Stored data:
⟨

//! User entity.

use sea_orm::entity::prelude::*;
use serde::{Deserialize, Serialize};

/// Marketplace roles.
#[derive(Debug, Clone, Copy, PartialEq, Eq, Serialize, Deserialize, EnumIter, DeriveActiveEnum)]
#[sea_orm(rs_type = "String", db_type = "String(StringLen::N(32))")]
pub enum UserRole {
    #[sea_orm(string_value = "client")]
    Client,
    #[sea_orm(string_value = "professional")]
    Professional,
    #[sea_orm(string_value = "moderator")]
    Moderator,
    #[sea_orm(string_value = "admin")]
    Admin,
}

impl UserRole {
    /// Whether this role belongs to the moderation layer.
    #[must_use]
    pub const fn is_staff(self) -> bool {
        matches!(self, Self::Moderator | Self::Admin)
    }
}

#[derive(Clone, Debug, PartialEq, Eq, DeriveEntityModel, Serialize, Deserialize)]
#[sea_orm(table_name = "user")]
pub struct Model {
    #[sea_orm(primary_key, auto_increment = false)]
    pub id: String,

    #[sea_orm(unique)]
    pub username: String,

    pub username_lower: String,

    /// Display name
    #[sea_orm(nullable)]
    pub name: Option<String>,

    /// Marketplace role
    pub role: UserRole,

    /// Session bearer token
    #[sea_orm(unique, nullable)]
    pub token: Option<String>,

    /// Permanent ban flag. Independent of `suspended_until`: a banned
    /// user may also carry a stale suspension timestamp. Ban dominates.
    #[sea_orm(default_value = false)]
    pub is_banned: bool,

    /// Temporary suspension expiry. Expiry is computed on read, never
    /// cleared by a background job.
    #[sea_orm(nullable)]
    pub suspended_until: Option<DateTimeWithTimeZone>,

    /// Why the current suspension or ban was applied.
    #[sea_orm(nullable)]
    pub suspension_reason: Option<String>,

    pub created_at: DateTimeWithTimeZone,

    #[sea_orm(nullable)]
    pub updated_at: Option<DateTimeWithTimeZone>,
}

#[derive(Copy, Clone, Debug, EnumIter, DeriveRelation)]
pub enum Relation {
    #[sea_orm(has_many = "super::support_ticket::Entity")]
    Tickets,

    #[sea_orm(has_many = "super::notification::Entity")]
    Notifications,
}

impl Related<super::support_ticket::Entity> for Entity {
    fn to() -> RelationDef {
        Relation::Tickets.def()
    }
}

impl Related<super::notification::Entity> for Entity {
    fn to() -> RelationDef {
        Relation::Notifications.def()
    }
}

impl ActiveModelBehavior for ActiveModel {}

⟩

▶ _EXERCISE PROMPT_
Exactly the lines from the one that holds "pub enum Relation" through the final line of the records above should be written out, and only those.

▶ _THE COMPLETED TASK_
pub enum Relation {
    #[sea_orm(has_many = "super::support_ticket::Entity")]
    Tickets,

    #[sea_orm(has_many = "super::notification::Entity")]
    Notifications,
}

impl Related<super::support_ticket::Entity> for Entity {
    fn to() -> RelationDef {
        Relation::Tickets.def()
    }
}

impl Related<super::notification::Entity> for Entity {
    fn to() -> RelationDef {
        Relation::Notifications.def()
    }
}

impl ActiveModelBehavior for ActiveModel {}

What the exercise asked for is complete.